→ Exercise requirements:
The required output is the whole listing below, unchanged.

→ Records for this exercise:

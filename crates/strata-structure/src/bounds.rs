use strata_common::{BlockPos, Extent, Result, StrataError};

/// Running axis-aligned bounds over every position ever included.
#[derive(Debug, Clone, Copy, PartialEq, Eq, Default)]
pub struct BoundingBox {
    range: Option<(BlockPos, BlockPos)>,
}

impl BoundingBox {
    pub fn new() -> Self {
        Self::default()
    }

    /// Box spanning `min..=max`; the corners are normalized first.
    pub fn spanning(a: BlockPos, b: BlockPos) -> Self {
        BoundingBox {
            range: Some((a.min(b), a.max(b))),
        }
    }

    /// Fails when including `pos` would stretch an axis past what an i64
    /// extent can hold.
    pub fn check_include(&self, pos: BlockPos) -> Result<()> {
        let Some((min, max)) = self.range else {
            return Ok(());
        };
        let (min, max) = (min.min(pos), max.max(pos));
        for (axis, lo, hi, value) in [
            ('x', min.x, max.x, pos.x),
            ('y', min.y, max.y, pos.y),
            ('z', min.z, max.z, pos.z),
        ] {
            match hi.checked_sub(lo) {
                Some(span) if span < i64::MAX => {}
                _ => return Err(StrataError::CoordinateOutOfRange { axis, value }),
            }
        }
        Ok(())
    }

    pub fn include(&mut self, pos: BlockPos) {
        self.range = Some(match self.range {
            None => (pos, pos),
            Some((min, max)) => (min.min(pos), max.max(pos)),
        });
    }

    pub fn is_empty(&self) -> bool {
        self.range.is_none()
    }

    pub fn min(&self) -> Option<BlockPos> {
        self.range.map(|(min, _)| min)
    }

    pub fn max(&self) -> Option<BlockPos> {
        self.range.map(|(_, max)| max)
    }

    pub fn range(&self) -> Option<(BlockPos, BlockPos)> {
        self.range
    }

    pub fn extent(&self) -> Extent {
        match self.range {
            None => Extent::EMPTY,
            Some((min, max)) => Extent::between(min, max),
        }
    }
}

#[cfg(test)]
mod tests {
    use super::*;
    use assert_matches::assert_matches;

    #[test]
    fn test_empty() {
        let bounds = BoundingBox::new();
        assert!(bounds.is_empty());
        assert_eq!(bounds.min(), None);
        assert_eq!(bounds.extent(), Extent::EMPTY);
    }

    #[test]
    fn test_include_widens() {
        let mut bounds = BoundingBox::new();
        bounds.include(BlockPos::new(3, 3, 3));
        assert_eq!(bounds.extent(), Extent::new(1, 1, 1));

        bounds.include(BlockPos::new(-1, 5, 3));
        assert_eq!(bounds.min(), Some(BlockPos::new(-1, 3, 3)));
        assert_eq!(bounds.max(), Some(BlockPos::new(3, 5, 3)));
        assert_eq!(bounds.extent(), Extent::new(5, 3, 1));

        // Inner points never shrink the box.
        bounds.include(BlockPos::new(0, 4, 3));
        assert_eq!(bounds.extent(), Extent::new(5, 3, 1));
    }

    #[test]
    fn test_spanning_normalizes_corners() {
        let bounds = BoundingBox::spanning(BlockPos::new(2, 0, -1), BlockPos::new(0, 1, 1));
        assert_eq!(
            bounds.range(),
            Some((BlockPos::new(0, 0, -1), BlockPos::new(2, 1, 1)))
        );
    }

    #[test]
    fn test_check_include_span_limit() {
        let mut bounds = BoundingBox::new();
        assert!(bounds.check_include(BlockPos::new(i64::MIN, 0, 0)).is_ok());
        bounds.include(BlockPos::new(-1, 0, 0));

        assert!(bounds.check_include(BlockPos::new(i64::MAX - 2, 0, 0)).is_ok());
        assert_matches!(
            bounds.check_include(BlockPos::new(i64::MAX, 0, 0)),
            Err(StrataError::CoordinateOutOfRange {
                axis: 'x',
                value: i64::MAX
            })
        );
        assert_matches!(
            bounds.check_include(BlockPos::new(0, 0, i64::MIN)),
            Err(StrataError::CoordinateOutOfRange { axis: 'z', .. })
        );
    }
}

→ Answer to this problem:
filename crates/strata-structure/src/bounds.rs
use strata_common::{BlockPos, Extent, Result, StrataError};

/// Running axis-aligned bounds over every position ever included.
#[derive(Debug, Clone, Copy, PartialEq, Eq, Default)]
pub struct BoundingBox {
    range: Option<(BlockPos, BlockPos)>,
}

impl BoundingBox {
    pub fn new() -> Self {
        Self::default()
    }

    /// Box spanning `min..=max`; the corners are normalized first.
    pub fn spanning(a: BlockPos, b: BlockPos) -> Self {
        BoundingBox {
            range: Some((a.min(b), a.max(b))),
        }
    }

    /// Fails when including `pos` would stretch an axis past what an i64
    /// extent can hold.
    pub fn check_include(&self, pos: BlockPos) -> Result<()> {
        let Some((min, max)) = self.range else {
            return Ok(());
        };
        let (min, max) = (min.min(pos), max.max(pos));
        for (axis, lo, hi, value) in [
            ('x', min.x, max.x, pos.x),
            ('y', min.y, max.y, pos.y),
            ('z', min.z, max.z, pos.z),
        ] {
            match hi.checked_sub(lo) {
                Some(span) if span < i64::MAX => {}
                _ => return Err(StrataError::CoordinateOutOfRange { axis, value }),
            }
        }
        Ok(())
    }

    pub fn include(&mut self, pos: BlockPos) {
        self.range = Some(match self.range {
            None => (pos, pos),
            Some((min, max)) => (min.min(pos), max.max(pos)),
        });
    }

    pub fn is_empty(&self) -> bool {
        self.range.is_none()
    }

    pub fn min(&self) -> Option<BlockPos> {
        self.range.map(|(min, _)| min)
    }

    pub fn max(&self) -> Option<BlockPos> {
        self.range.map(|(_, max)| max)
    }

    pub fn range(&self) -> Option<(BlockPos, BlockPos)> {
        self.range
    }

    pub fn extent(&self) -> Extent {
        match self.range {
            None => Extent::EMPTY,
            Some((min, max)) => Extent::between(min, max),
        }
    }
}

#[cfg(test)]
mod tests {
    use super::*;
    use assert_matches::assert_matches;

    #[test]
    fn test_empty() {
        let bounds = BoundingBox::new();
        assert!(bounds.is_empty());
        assert_eq!(bounds.min(), None);
        assert_eq!(bounds.extent(), Extent::EMPTY);
    }

    #[test]
    fn test_include_widens() {
        let mut bounds = BoundingBox::new();
        bounds.include(BlockPos::new(3, 3, 3));
        assert_eq!(bounds.extent(), Extent::new(1, 1, 1));

        bounds.include(BlockPos::new(-1, 5, 3));
        assert_eq!(bounds.min(), Some(BlockPos::new(-1, 3, 3)));
        assert_eq!(bounds.max(), Some(BlockPos::new(3, 5, 3)));
        assert_eq!(bounds.extent(), Extent::new(5, 3, 1));

        // Inner points never shrink the box.
        bounds.include(BlockPos::new(0, 4, 3));
        assert_eq!(bounds.extent(), Extent::new(5, 3, 1));
    }

    #[test]
    fn test_spanning_normalizes_corners() {
        let bounds = BoundingBox::spanning(BlockPos::new(2, 0, -1), BlockPos::new(0, 1, 1));
        assert_eq!(
            bounds.range(),
            Some((BlockPos::new(0, 0, -1), BlockPos::new(2, 1, 1)))
        );
    }

    #[test]
    fn test_check_include_span_limit() {
        let mut bounds = BoundingBox::new();
        assert!(bounds.check_include(BlockPos::new(i64::MIN, 0, 0)).is_ok());
        bounds.include(BlockPos::new(-1, 0, 0));

        assert!(bounds.check_include(BlockPos::new(i64::MAX - 2, 0, 0)).is_ok());
        assert_matches!(
            bounds.check_include(BlockPos::new(i64::MAX, 0, 0)),
            Err(StrataError::CoordinateOutOfRange {
                axis: 'x',
                value: i64::MAX
            })
        );
        assert_matches!(
            bounds.check_include(BlockPos::new(0, 0, i64::MIN)),
            Err(StrataError::CoordinateOutOfRange { axis: 'z', .. })
        );
    }
}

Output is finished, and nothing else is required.